Her sister’s delight at Ford’s return made Laura’s tightly suppressed feelings boil over. “Why should Lord Kingsfold spend money on new gowns for us?”
Susannah set down the hairbrush, then turned to fasten the buttons on the back of Belinda’s gown. “Perhaps so his new sisters-in-law won’t look shamefully shabby at your wedding. You are going to marry him, aren’t you? When Binny and I caught the two of you in the drawing room, I thought he must have proposed.”
“Proposed? What nonsense!” Laura turned away from her sisters, to hide her foolish blushes. “That would be the last thing on his mind, I’m sure. He hasn’t set eyes on me in seven years and he didn’t want to marry me then. Nothing about me has improved in the meantime.”

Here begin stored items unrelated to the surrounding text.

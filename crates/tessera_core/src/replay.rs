//! Recovery protocol: deterministic re-execution of captured writes.
//!
//! After a critical commit failure the application holds the failed
//! [`WriteQuery`] entries. For each one it can check whether the write
//! already landed ([`Database::is_already_committed_query_log`]) and replay
//! it if not ([`Database::exec_with_query_log`]), restoring cross-shard
//! consistency with at-most-once semantics given idempotent keys.

use crate::adapter::ExecResult;
use crate::database::Database;
use crate::error::ShardError;
use crate::executor;
use crate::parser::{expr_literal, placeholder_index};
use crate::query::{ParsedQuery, QueryKind};
use crate::transaction::WriteQuery;
use crate::value::Value;
use sqlparser::ast::{AssignmentTarget, BinaryOperator, Expr, Statement};

impl Database {
    /// Re-parse a captured write. For an INSERT with a known
    /// `last_insert_id`, the id is injected back into the syntax tree —
    /// replacing the existing shard-column value or prepending the column —
    /// so re-execution reproduces the original row and suppresses sequencer
    /// allocation.
    pub fn parsed_query_from_log(&self, entry: &WriteQuery) -> Result<ParsedQuery, ShardError> {
        let mut parsed = self.parser().parse(&entry.query, &entry.args)?;
        if let ParsedQuery::Insert(insert) = &mut parsed {
            if entry.last_insert_id != 0 {
                let table = insert.base.table.clone();
                let shard_column = self
                    .manager()
                    .shard_column(&table)
                    .unwrap_or_else(|| "id".to_string());
                insert.set_assigned_id(&shard_column, entry.last_insert_id)?;
                let key_column = self.manager().shard_key_column(&table);
                if key_column.as_deref() == Some(shard_column.as_str()) {
                    insert.base.shard_key = Some(entry.last_insert_id);
                }
            }
        }
        Ok(parsed)
    }

    /// Synthesize `SELECT COUNT(*) FROM <table> WHERE <equality conjunction
    /// of all known columns>` for a captured INSERT, UPDATE, or DELETE.
    pub fn to_count_query(&self, parsed: &ParsedQuery) -> Result<String, ShardError> {
        let pairs = match parsed {
            ParsedQuery::Insert(insert) => insert.column_literals()?,
            ParsedQuery::Delete(delete) => {
                selection_pairs(&delete.base.statement, &delete.base.args)?
            }
            ParsedQuery::Other(base) if base.kind == QueryKind::Update => {
                let mut pairs = assignment_pairs(&base.statement, &base.args)?;
                pairs.extend(selection_pairs(&base.statement, &base.args)?);
                pairs
            }
            other => {
                return Err(ShardError::unsupported(format!(
                    "count query synthesis is only defined for writes, got {:?}",
                    other.kind()
                )))
            }
        };

        let table = parsed.table();
        if pairs.is_empty() {
            return Ok(format!("SELECT COUNT(*) FROM {table}"));
        }
        let conjunction = pairs
            .iter()
            .map(|(column, literal)| format!("{column} = {literal}"))
            .collect::<Vec<_>>()
            .join(" AND ");
        Ok(format!("SELECT COUNT(*) FROM {table} WHERE {conjunction}"))
    }

    /// Whether a captured write is already visible on its shard: `count >
    /// 0` for INSERT/UPDATE, `count == 0` for DELETE.
    pub fn is_already_committed_query_log(
        &self,
        entry: &WriteQuery,
    ) -> Result<bool, ShardError> {
        let parsed = self.parsed_query_from_log(entry)?;
        let kind = parsed.kind();
        let count_sql = self.to_count_query(&parsed)?;
        let rows = self.query(&count_sql, &[])?;
        let count = rows.scalar_i64().unwrap_or(0);
        match kind {
            QueryKind::Insert | QueryKind::Update => Ok(count > 0),
            QueryKind::Delete => Ok(count == 0),
            other => Err(ShardError::unsupported(format!(
                "idempotence check is only defined for writes, got {other:?}"
            ))),
        }
    }

    /// Re-execute a captured write through the same routing path as the
    /// original call.
    pub fn exec_with_query_log(&self, entry: &WriteQuery) -> Result<ExecResult, ShardError> {
        let parsed = self.parsed_query_from_log(entry)?;
        let conn = self.manager().connection_by_table(parsed.table())?;
        executor::exec(&conn, parsed, None)
    }
}

/// `(column, literal)` pairs of a SET clause, with placeholders resolved
/// through the bound arguments.
fn assignment_pairs(
    statement: &Statement,
    args: &[Value],
) -> Result<Vec<(String, String)>, ShardError> {
    let Statement::Update { assignments, .. } = statement else {
        return Err(ShardError::unsupported("not an UPDATE statement"));
    };
    let mut pairs = Vec::with_capacity(assignments.len());
    for assignment in assignments {
        let AssignmentTarget::ColumnName(name) = &assignment.target else {
            return Err(ShardError::unsupported(
                "tuple assignment targets are not supported",
            ));
        };
        let column = name
            .0
            .last()
            .map(|ident| ident.value.clone())
            .ok_or_else(|| ShardError::unsupported("empty assignment target"))?;
        pairs.push((column, resolved_literal(&assignment.value, args)?));
    }
    Ok(pairs)
}

/// `(column, literal)` pairs of a WHERE equality conjunction.
fn selection_pairs(
    statement: &Statement,
    args: &[Value],
) -> Result<Vec<(String, String)>, ShardError> {
    let selection = match statement {
        Statement::Update { selection, .. } => selection.as_ref(),
        Statement::Delete(del) => del.selection.as_ref(),
        _ => None,
    };
    let mut pairs = Vec::new();
    if let Some(expr) = selection {
        collect_equality_pairs(expr, args, &mut pairs)?;
    }
    Ok(pairs)
}

fn collect_equality_pairs(
    expr: &Expr,
    args: &[Value],
    pairs: &mut Vec<(String, String)>,
) -> Result<(), ShardError> {
    match expr {
        Expr::Nested(inner) => collect_equality_pairs(inner, args, pairs),
        Expr::BinaryOp {
            left,
            op: BinaryOperator::And,
            right,
        } => {
            collect_equality_pairs(left, args, pairs)?;
            collect_equality_pairs(right, args, pairs)
        }
        Expr::BinaryOp {
            left,
            op: BinaryOperator::Eq,
            right,
        } => {
            let column = match left.as_ref() {
                Expr::Identifier(ident) => ident.value.clone(),
                Expr::CompoundIdentifier(parts) => parts
                    .last()
                    .map(|ident| ident.value.clone())
                    .ok_or_else(|| ShardError::unsupported("empty column reference"))?,
                _ => return Ok(()),
            };
            pairs.push((column, resolved_literal(right, args)?));
            Ok(())
        }
        _ => Ok(()),
    }
}

fn resolved_literal(expr: &Expr, args: &[Value]) -> Result<String, ShardError> {
    // Placeholders resolve to the captured argument; everything else keeps
    // its source rendering.
    if let Expr::Value(sqlparser::ast::Value::Placeholder(p)) = expr {
        if placeholder_index(p).is_none() {
            return Err(ShardError::unsupported(format!(
                "unrecognized placeholder {p}"
            )));
        }
    }
    expr_literal(expr, args)
}
use thiserror::Error;

/// Sharding middleware errors.
///
/// Every operation in the crate returns this type so that callers can match
/// on the failure kind regardless of which backend produced it. Backend
/// driver errors are carried verbatim in the `Backend` variant.
#[derive(Debug, Error)]
pub enum ShardError {
    /// The configuration violates a load-time invariant.
    #[error("invalid configuration: {0}")]
    InvalidConfig(String),

    /// The statement is syntactically valid SQL but not supported by the
    /// router (JOIN, subquery, unknown statement, unsupported SHOW variant).
    #[error("unsupported query: {0}")]
    UnsupportedQuery(String),

    /// A NULL was bound in the sharding-key position.
    #[error("sharding key is null")]
    ShardingKeyNull,

    /// The statement requires a resolved sharding key and none was found.
    #[error("sharding key is missing in query")]
    ShardingKeyMissing,

    /// The statement targets a table absent from the configuration.
    #[error("unknown table: {0}")]
    UnknownTable(String),

    /// A backend driver failed; the driver message is preserved verbatim.
    #[error("backend error: {0}")]
    Backend(String),

    /// A second distinct shard was enlisted while distributed transactions
    /// are disabled in the configuration.
    #[error("distributed transaction is disabled: cannot enlist {0}")]
    CrossShardTxForbidden(String),

    /// Commit failed before any shard committed. The transaction may be
    /// rolled back and retried.
    #[error("commit aborted before any shard committed: {0}")]
    CommitRecoverable(String),

    /// Commit failed after at least one shard committed. The system is now
    /// inconsistent across shards; the failed writes must be replayed.
    #[error("commit failed after {committed} write(s) were committed: {message}")]
    CommitCritical { committed: usize, message: String },

    /// Operation deliberately not implemented (e.g. qualified all-shard
    /// DELETE) or not supported by the backend driver.
    #[error("operation not supported: {0}")]
    NotSupported(String),

    /// Filesystem I/O error (configuration loading).
    #[error("io error: {0}")]
    Io(#[from] std::io::Error),
}

impl ShardError {
    pub fn invalid_config(msg: impl Into<String>) -> Self {
        Self::InvalidConfig(msg.into())
    }

    pub fn unsupported(msg: impl Into<String>) -> Self {
        Self::UnsupportedQuery(msg.into())
    }

    pub fn backend(msg: impl std::fmt::Display) -> Self {
        Self::Backend(msg.to_string())
    }

    /// Whether a failed commit left the shards consistent (rollback + retry
    /// is safe).
    pub fn is_recoverable_commit(&self) -> bool {
        matches!(self, Self::CommitRecoverable(_))
    }
}

/// Collapse broadcast sub-errors into one error, joining messages with `:`.
///
/// Returns `Ok(())` when the list is empty, the error itself when there is
/// exactly one.
pub fn join_errors(errors: Vec<ShardError>) -> Result<(), ShardError> {
    let mut errors = errors;
    match errors.len() {
        0 => Ok(()),
        1 => Err(errors.remove(0)),
        _ => {
            let joined = errors
                .iter()
                .map(|e| e.to_string())
                .collect::<Vec<_>>()
                .join(":");
            Err(ShardError::Backend(joined))
        }
    }
}

#[cfg(test)]
mod tests {
    use super::*;

    #[test]
    fn join_errors_empty_is_ok() {
        assert!(join_errors(Vec::new()).is_ok());
    }

    #[test]
    fn join_errors_single_passes_through() {
        let err = join_errors(vec![ShardError::ShardingKeyMissing]).unwrap_err();
        assert!(matches!(err, ShardError::ShardingKeyMissing));
    }

    #[test]
    fn join_errors_joins_with_colon() {
        let err = join_errors(vec![
            ShardError::Backend("shard1 down".to_string()),
            ShardError::Backend("shard2 down".to_string()),
        ])
        .unwrap_err();
        let msg = err.to_string();
        assert!(msg.contains("shard1 down"));
        assert!(msg.contains("shard2 down"));
        assert!(msg.contains(':'));
    }
}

Back then theirs had been a fairly equal match. She’d been a young lady of good family, though limited prospects. he’d been a young man with nothing but his expectations. Now she was a penniless widow with a family to support, well past whatever beauty she’d possessed in her youth. By contrast, Ford was more attractive than ever, in a dark, dangerous way, with a fortune and a title. He could have his choice of women.
Susannah gave a defiant sniff. “Are you certain Ford didn’t want to marry you? As I recall, you were the one who broke the engagement to marry his cousin.”
“You were a child then,” snapped Laura. “How could you know anything about it? I only broke our engagement because he could not.”
A gentleman was legally bound to stand by his offer of marriage, while a woman had the prerogative to change her mind. Laura wondered how any woman could insist upon wedding a fiancé whose feelings toward her had changed.